**What you have to do**
Your answer must contain each line of the data, copied exactly.

▬▬▬▬▬▬▬▬▬▬

//! The preprocessing pipeline between the drawing surface and the classifier.
//!
//! # Modules
//!
//! * `extract` - Reading rendered RGBA pixels back into an intensity grid
//! * `crop` - Ink bounding-box detection, margin expansion, and cropping
//! * `resize` - Nearest-neighbor resampling to the classifier's input size
//!
//! The whole pipeline works on one canonical intensity scale, [0, 1]:
//! extraction divides the red byte by 255, the default ink threshold is the
//! original 100-of-255 re-expressed on that scale, and the model input tensor
//! is built from the same values.

mod crop;
mod extract;
mod resize;

pub use crop::{crop, InkBounds};
pub use extract::extract_intensity;
pub use resize::resize_nearest;

use crate::core::{to_model_input, PredictError, Tensor2D, Tensor4D};
use serde::{Deserialize, Serialize};

/// Default ink threshold on the canonical [0, 1] scale.
pub const DEFAULT_INK_THRESHOLD: f32 = 100.0 / 255.0;

/// Default margin, in cells, added around the detected ink box.
pub const DEFAULT_PADDING: usize = 15;

/// Side length of the classifier's input grid.
pub const MODEL_INPUT_SIZE: usize = 28;

/// Configuration for the crop-and-resize transform.
#[derive(Debug, Clone, Serialize, Deserialize)]
pub struct CropConfig {
    /// A cell is ink iff its intensity is strictly below this, on [0, 1].
    pub ink_threshold: f32,
    /// Margin in cells added on each side of the detected box.
    pub padding: usize,
    /// Side length of the resampled output grid.
    pub target_size: usize,
}

impl Default for CropConfig {
    fn default() -> Self {
        Self {
            ink_threshold: DEFAULT_INK_THRESHOLD,
            padding: DEFAULT_PADDING,
            target_size: MODEL_INPUT_SIZE,
        }
    }
}

impl CropConfig {
    /// Parses and validates a configuration from JSON.
    pub fn from_json(json: &str) -> Result<Self, PredictError> {
        let config: Self = serde_json::from_str(json)
            .map_err(|e| PredictError::config(format!("invalid crop config: {}", e)))?;
        config.validate()?;
        Ok(config)
    }

    /// Validates the crop configuration.
    ///
    /// The threshold must lie in (0, 1] on the canonical scale and the target
    /// size must be non-zero.
    pub fn validate(&self) -> Result<(), PredictError> {
        if !(self.ink_threshold > 0.0 && self.ink_threshold <= 1.0) {
            return Err(PredictError::validation(
                "CropConfig",
                "ink_threshold",
                "a value in (0, 1]",
                &self.ink_threshold.to_string(),
            ));
        }
        if self.target_size == 0 {
            return Err(PredictError::validation(
                "CropConfig",
                "target_size",
                "a non-zero size",
                "0",
            ));
        }
        Ok(())
    }
}

/// Runs the full transform from intensity grid to model input tensor.
///
/// Detects the ink bounding box, expands and clamps it, crops the grid,
/// resamples the crop to the configured target size, and reshapes the result
/// into the `[1, size, size, 1]` tensor the classifier consumes.
///
/// # Arguments
///
/// * `grid` - The extracted intensity grid.
/// * `config` - Threshold, padding, and target size.
///
/// # Returns
///
/// * `Ok(Tensor4D)` - The prepared model input.
/// * `Err(PredictError::EmptyCanvas)` - If the grid contains no ink.
/// * `Err(PredictError)` - If cropping or resampling fails.
pub fn prepare_model_input(grid: &Tensor2D, config: &CropConfig) -> Result<Tensor4D, PredictError> {
    let (rows, cols) = grid.dim();
    let bounds =
        InkBounds::detect(grid, config.ink_threshold)?.expanded(config.padding, rows, cols);
    let cropped = crop(grid, &bounds)?;
    let resized = resize_nearest(&cropped, config.target_size)?;
    to_model_input(&resized)
}
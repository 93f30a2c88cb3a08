//! The digit classifier wiring preprocessing to the loaded model.

mod digit_classifier;

pub use digit_classifier::{DigitClassifier, DigitClassifierBuilder, DigitPrediction};

/// Returns the Khmer digit labels in class order (០ through ៩).
pub fn khmer_digit_labels() -> Vec<String> {
    ["០", "១", "២", "៣", "៤", "៥", "៦", "៧", "៨", "៩"]
        .iter()
        .map(|s| s.to_string())
        .collect()
}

▬▬▬▬▬▬▬▬▬▬

**Answer space**
//! The preprocessing pipeline between the drawing surface and the classifier.
//!
//! # Modules
//!
//! * `extract` - Reading rendered RGBA pixels back into an intensity grid
//! * `crop` - Ink bounding-box detection, margin expansion, and cropping
//! * `resize` - Nearest-neighbor resampling to the classifier's input size
//!
//! The whole pipeline works on one canonical intensity scale, [0, 1]:
//! extraction divides the red byte by 255, the default ink threshold is the
//! original 100-of-255 re-expressed on that scale, and the model input tensor
//! is built from the same values.

mod crop;
mod extract;
mod resize;

pub use crop::{crop, InkBounds};
pub use extract::extract_intensity;
pub use resize::resize_nearest;

use crate::core::{to_model_input, PredictError, Tensor2D, Tensor4D};
use serde::{Deserialize, Serialize};

/// Default ink threshold on the canonical [0, 1] scale.
pub const DEFAULT_INK_THRESHOLD: f32 = 100.0 / 255.0;

/// Default margin, in cells, added around the detected ink box.
pub const DEFAULT_PADDING: usize = 15;

/// Side length of the classifier's input grid.
pub const MODEL_INPUT_SIZE: usize = 28;

/// Configuration for the crop-and-resize transform.
#[derive(Debug, Clone, Serialize, Deserialize)]
pub struct CropConfig {
    /// A cell is ink iff its intensity is strictly below this, on [0, 1].
    pub ink_threshold: f32,
    /// Margin in cells added on each side of the detected box.
    pub padding: usize,
    /// Side length of the resampled output grid.
    pub target_size: usize,
}

impl Default for CropConfig {
    fn default() -> Self {
        Self {
            ink_threshold: DEFAULT_INK_THRESHOLD,
            padding: DEFAULT_PADDING,
            target_size: MODEL_INPUT_SIZE,
        }
    }
}

impl CropConfig {
    /// Parses and validates a configuration from JSON.
    pub fn from_json(json: &str) -> Result<Self, PredictError> {
        let config: Self = serde_json::from_str(json)
            .map_err(|e| PredictError::config(format!("invalid crop config: {}", e)))?;
        config.validate()?;
        Ok(config)
    }

    /// Validates the crop configuration.
    ///
    /// The threshold must lie in (0, 1] on the canonical scale and the target
    /// size must be non-zero.
    pub fn validate(&self) -> Result<(), PredictError> {
        if !(self.ink_threshold > 0.0 && self.ink_threshold <= 1.0) {
            return Err(PredictError::validation(
                "CropConfig",
                "ink_threshold",
                "a value in (0, 1]",
                &self.ink_threshold.to_string(),
            ));
        }
        if self.target_size == 0 {
            return Err(PredictError::validation(
                "CropConfig",
                "target_size",
                "a non-zero size",
                "0",
            ));
        }
        Ok(())
    }
}

/// Runs the full transform from intensity grid to model input tensor.
///
/// Detects the ink bounding box, expands and clamps it, crops the grid,
/// resamples the crop to the configured target size, and reshapes the result
/// into the `[1, size, size, 1]` tensor the classifier consumes.
///
/// # Arguments
///
/// * `grid` - The extracted intensity grid.
/// * `config` - Threshold, padding, and target size.
///
/// # Returns
///
/// * `Ok(Tensor4D)` - The prepared model input.
/// * `Err(PredictError::EmptyCanvas)` - If the grid contains no ink.
/// * `Err(PredictError)` - If cropping or resampling fails.
pub fn prepare_model_input(grid: &Tensor2D, config: &CropConfig) -> Result<Tensor4D, PredictError> {
    let (rows, cols) = grid.dim();
    let bounds =
        InkBounds::detect(grid, config.ink_threshold)?.expanded(config.padding, rows, cols);
    let cropped = crop(grid, &bounds)?;
    let resized = resize_nearest(&cropped, config.target_size)?;
    to_model_input(&resized)
}
repository 93f30a2c88cb3a08
//! The digit classifier wiring preprocessing to the loaded model.

mod digit_classifier;

pub use digit_classifier::{DigitClassifier, DigitClassifierBuilder, DigitPrediction};

/// Returns the Khmer digit labels in class order (០ through ៩).
pub fn khmer_digit_labels() -> Vec<String> {
    ["០", "១", "២", "៣", "៤", "៥", "៦", "៧", "៨", "៩"]
        .iter()
        .map(|s| s.to_string())
        .collect()
}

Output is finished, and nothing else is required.